By Sonya Friel | August 25, 2021 | Asia | Education, Freedom from Violence & Exploitation

Global Fund for Children’s partners in Asia are going above and beyond during the COVID-19 pandemic to keep children safe, ensure they have access to education, and provide them with mental health support.

Globally, the pandemic has shut down schools, childcare facilities, and social hubs. In Asia, COVID-19 has increased the vulnerability of children and young people to domestic violence, physical and online exploitation, trafficking, and forced marriage, and endangered their mental wellbeing. GFC’s partners remain critical sources of support in their communities and an essential resource for local government agencies as they seek to provide broader support during the pandemic.
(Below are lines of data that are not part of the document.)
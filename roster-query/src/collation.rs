//! Locale-aware string ordering for the sort stage.

use std::cmp::Ordering;
use std::fmt;

use icu_collator::{Collator, CollatorOptions};
use icu_locid::Locale;
use icu_provider::DataLocale;
use roster_core::errors::{RosterError, RosterResult};

/// Locale used when configuration does not name one.
pub const DEFAULT_LOCALE: &str = "es";

/// Wraps an ICU collator so "Ángel" sorts next to "Angel" instead of after "Zoe".
pub struct Collation {
    locale: String,
    collator: Collator,
}

impl Collation {
    pub fn new(tag: &str) -> RosterResult<Self> {
        let locale: Locale = tag.parse().map_err(|e| {
            RosterError::invalid_argument(format!("invalid collation locale '{tag}': {e}"))
                .into_anyhow()
        })?;

        let collator = Collator::try_new(&DataLocale::from(&locale), CollatorOptions::new())
            .map_err(|e| {
                RosterError::general_error(format!("no collation data for '{tag}': {e}"))
                    .into_anyhow()
            })?;

        Ok(Self {
            locale: tag.to_string(),
            collator,
        })
    }

    pub fn locale(&self) -> &str {
        &self.locale
    }

    pub fn compare(&self, a: &str, b: &str) -> Ordering {
        self.collator.compare(a, b)
    }
}

impl fmt::Debug for Collation {
    fn fmt(&self, f: &mut fmt::Formatter<'_>) -> fmt::Result {
        f.debug_struct("Collation")
            .field("locale", &self.locale)
            .finish_non_exhaustive()
    }
}

#[cfg(test)]
mod tests {
    use super::*;
    use roster_core::errors::ErrorKind;

    #[test]
    fn accented_initials_sort_with_their_base_letter() {
        let c = Collation::new(DEFAULT_LOCALE).unwrap();
        assert_eq!(c.compare("Álvaro", "Bruno"), Ordering::Less);
        assert_eq!(c.compare("Óscar", "Pablo"), Ordering::Less);
        // codepoint order would put 'Á' (U+00C1) after 'Z'
        assert_eq!(c.compare("Zoe", "Álvaro"), Ordering::Greater);
    }

    #[test]
    fn spanish_enye_follows_n() {
        let c = Collation::new("es").unwrap();
        assert_eq!(c.compare("Nuñez", "Nuza"), Ordering::Less);
        assert_eq!(c.compare("Muñoz", "Munoz"), Ordering::Greater);
    }

    #[test]
    fn garbage_locale_is_invalid_argument() {
        let err = Collation::new("not a locale!").unwrap_err();
        assert_eq!(RosterError::kind_of(&err), ErrorKind::InvalidArgument);
    }
}
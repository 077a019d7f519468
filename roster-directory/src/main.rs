use std::process::ExitCode;

use roster_core::RosterConfig;
use roster_directory::cli;
use roster_directory::Directory;

// roster-directory [clients|employees] [key=value ...]
//
// Query keys: search, $sort, $dir, $page, $limit; any other key filters on
// the field of that name, e.g. `isActive=active status=cliente-activo`.
#[tokio::main]
async fn main() -> ExitCode {
    tracing_subscriber::fmt()
        .with_env_filter(tracing_subscriber::EnvFilter::from_default_env())
        .init();

    match run().await {
        Ok(out) => {
            print!("{out}");
            ExitCode::SUCCESS
        }
        Err(err) => {
            eprintln!("{}", cli::error_json(err));
            ExitCode::FAILURE
        }
    }
}

async fn run() -> anyhow::Result<String> {
    let mut config = RosterConfig::new();
    config.load_env("ROSTER__");
    let dir = Directory::with_config(config)?;

    let (table, pairs) = cli::parse_args(std::env::args().skip(1));
    cli::render(&dir, table, &pairs).await
}
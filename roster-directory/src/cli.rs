//! Console rendering for the `roster-directory` binary.

use std::collections::HashMap;
use std::fmt::Write;

use roster_core::errors::{ErrorKind, RosterError, RosterResult};
use roster_core::{PageResult, RosterService};
use tracing::warn;

use crate::app::Directory;
use crate::services::ListParams;

#[derive(Debug, Clone, Copy, PartialEq, Eq)]
pub enum Table {
    Clients,
    Employees,
}

impl Table {
    pub fn parse(raw: &str) -> Option<Self> {
        match raw {
            "clients" => Some(Table::Clients),
            "employees" => Some(Table::Employees),
            _ => None,
        }
    }
}

/// Split CLI args into an optional leading table name and `key=value`
/// query pairs. Args without `=` are ignored.
pub fn parse_args<I>(args: I) -> (Option<Table>, HashMap<String, String>)
where
    I: IntoIterator<Item = String>,
{
    let mut args = args.into_iter().peekable();
    let table = args.peek().and_then(|a| Table::parse(a));
    if table.is_some() {
        args.next();
    }

    let pairs = args
        .filter_map(|arg| {
            arg.split_once('=')
                .map(|(k, v)| (k.to_string(), v.to_string()))
        })
        .collect();
    (table, pairs)
}

pub fn footer<R>(page: &PageResult<R>) -> String {
    format!(
        "Mostrando {}-{} de {} resultados (página {} de {})",
        page.first_item(),
        page.last_item(),
        page.total_items,
        page.page,
        page.total_pages.max(1)
    )
}

/// Render the requested table, or both when `table` is `None`.
///
/// With both tables, a query naming a field only one of them has skips the
/// other table with a note instead of failing the run.
pub async fn render(
    dir: &Directory,
    table: Option<Table>,
    pairs: &HashMap<String, String>,
) -> RosterResult<String> {
    let params = ListParams::from_query(pairs, &dir.paging())?;
    let tables = match table {
        Some(t) => vec![t],
        None => vec![Table::Clients, Table::Employees],
    };

    let mut out = String::new();
    for t in tables {
        let rendered = match t {
            Table::Clients => clients(dir, params.clone()).await,
            Table::Employees => employees(dir, params.clone()).await,
        };
        match rendered {
            Ok(text) => out.push_str(&text),
            Err(err) if table.is_none() && RosterError::kind_of(&err) == ErrorKind::UnknownField => {
                warn!(table = ?t, error = %err, "table skipped");
                let _ = writeln!(out, "{t:?}: omitido ({err})\n");
            }
            Err(err) => return Err(err),
        }
    }
    Ok(out)
}

async fn clients(dir: &Directory, params: ListParams) -> RosterResult<String> {
    let page = dir.clients().find(params).await?;
    let mut out = String::from("Clientes\n");
    for c in &page.items {
        let _ = writeln!(
            out,
            "  {:<18} {:<14} {:<30} {:<10} {}",
            c.name,
            c.client_id,
            c.company,
            c.location,
            c.badge().unwrap_or("-")
        );
    }
    let _ = writeln!(out, "{}\n", footer(&page));
    Ok(out)
}

async fn employees(dir: &Directory, params: ListParams) -> RosterResult<String> {
    let page = dir.employees().find(params).await?;
    let mut out = String::from("Empleados\n");
    for e in &page.items {
        let _ = writeln!(
            out,
            "  {:<20} {:<13} {:<15} {:<10} {}",
            e.name,
            e.employee_id,
            e.department,
            e.location,
            e.badge().unwrap_or("-")
        );
    }
    let _ = writeln!(out, "{}\n", footer(&page));
    Ok(out)
}

/// JSON body printed when a run fails.
pub fn error_json(err: anyhow::Error) -> serde_json::Value {
    RosterError::normalize(err).to_json()
}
Keeping children safe from violence and exploitation

Widespread job losses have left millions of people in Asia living below the poverty line with no means to support themselves. As a result, some families have resorted to “marrying off” their children because they are struggling to support them and, in some cases, because they have been promised a dowry.

Children attending a session on child rights

Children attending a session on child rights in India. © Rural Aid

Child traffickers, men seeking young wives, and even other family members are telling parents, “If you marry your daughters, your family burden will decrease,” said Pratyayan Biswas, a Child Protection Officer at Suprava Panchashila Mahila Uddyog Samity (SPMUS). This GFC partner organization in West Bengal, India, supports trafficking survivors and works to prevent domestic violence and early marriage.

COVID restrictions have hindered the ability of government agencies and nongovernmental organizations to recognize, trace, and respond to instances of child marriage, abuse, and trafficking. SPMUS has encouraged community members to report any new cases or trends they encounter and to help identify additional ways to provide support.

“We share our personal numbers to each and every member of the community,” Pratyayan said. “We can reach where the police cannot.”

Ensuring access to education

Many children in Asia have had to learn remotely for over a year. While some have had access to online classes and other resources, children living in rural and low-income areas and other situations in which they don’t have reliable access to technology have fallen behind.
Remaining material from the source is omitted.